H4ii / 22A07: Write notes comparing the use of serum creatinine and creatinine clearance in the assessment of renal function in the critically ill

22A07: Exam Report

Write notes comparing the use of serum creatinine and creatinine clearance in the assessment of renal function in the critically ill

11% of candidates passed this question.

It was expected that candidates would define both components of the question, discuss the factors which affect serum creatinine and creatinine clearance and demonstrate their interrelationship.

More complete answers described the advantages, disadvantages and limitations of their use in critical illness. In many cases candidates failed to correctly define creatinine clearance.

Answers that scored well clearly utilised the above-mentioned breadth of knowledge and linked these to pertinent specific changes that may be associated with critical illness.
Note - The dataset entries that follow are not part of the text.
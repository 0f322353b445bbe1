use crate::{CompletionSummary, LifecycleState, UiStep};

#[derive(Debug, Clone, PartialEq, Eq)]
pub struct FileInfo {
    pub name: String,
    pub size_bytes: u64,
}

#[derive(Debug, Clone, PartialEq, Eq, Default)]
pub struct JobViewModel {
    pub lifecycle: LifecycleState,
    pub percent: u8,
    pub message: String,
    pub ui_step: UiStep,
    pub file: Option<FileInfo>,
    pub result: Option<CompletionSummary>,
    pub last_error: Option<String>,
    pub can_cancel: bool,
    pub can_reset: bool,
    pub docx_available: bool,
    pub pdf_available: bool,
    pub dirty: bool,
}

const SIZE_UNITS: [&str; 4] = ["B", "KB", "MB", "GB"];

/// Human readable size, base 1024, at most two decimals.
pub fn format_file_size(bytes: u64) -> String {
    if bytes == 0 {
        return "0 B".to_string();
    }
    let mut value = bytes as f64;
    let mut unit = 0;
    while value >= 1024.0 && unit < SIZE_UNITS.len() - 1 {
        value /= 1024.0;
        unit += 1;
    }
    let rendered = format!("{value:.2}");
    let rendered = rendered.trim_end_matches('0').trim_end_matches('.');
    format!("{rendered} {}", SIZE_UNITS[unit])
}
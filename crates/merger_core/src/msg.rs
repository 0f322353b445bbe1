use crate::{ArchiveFile, JobHandle, JobId, RemoteStatus};

#[derive(Debug, Clone, PartialEq)]
pub enum Msg {
    /// User picked a file to process.
    SubmitRequested(ArchiveFile),
    /// User confirmed cancellation of the running job.
    CancelRequested,
    /// User asked to start over.
    ResetRequested,
    /// Upload collaborator finished.
    UploadFinished {
        job_id: JobId,
        result: Result<JobHandle, String>,
    },
    /// Processing-request collaborator finished.
    ProcessingRequested {
        job_id: JobId,
        result: Result<(), String>,
    },
    /// Poll timer fired.
    PollTick { job_id: JobId },
    /// Status query finished.
    PollFinished { job_id: JobId, outcome: PollOutcome },
}

/// What a single status query produced.
#[derive(Debug, Clone, PartialEq)]
pub enum PollOutcome {
    /// The service has no status yet; keep waiting.
    NotYetAvailable,
    Status(RemoteStatus),
    /// The service answered with a definite failure.
    Rejected(String),
    /// Network or decoding trouble; the next tick tries again.
    Fault(String),
}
H4ii / 22A07: Write notes comparing the use of serum creatinine and creatinine clearance in the assessment of renal function in the critically ill

Creatinine

A small molecule produced by muscle metabolism. Eliminated by glomerular filtration and tubular secretion

Serum creatinine

A plasma concentration of creatinine

  • Normally 60-100 umol/L (men > women)
  • Serum creatinine is inverse proportional to GFR at steady state

Creatinine clearance

The volume of plasma cleared of creatinine per unit time

Renal clearance = U x V / P

  • U = urine concentration
  • V = volume of urine produced per unit time
  • P = plasma concentration

 

CrCl measurement:

  • 24-hour urine collection and plasma level → Cl = UV/P
  • Estimation using predictive equations
    • Cockcroft Gault: estimates urine creatinine based on age, sex and body weight
      • CrCl = (1.2x[140-Age] x Wt x Sex coefficient) / Cr
    • Other formulas (MDRD, CKD-EPI) do not required weight and are better predictors of GFR

Both used as surrogate markers of glomerular filtration rate

GFR

The rate of plasma filtered at glomeruli per unit time (125mL/min)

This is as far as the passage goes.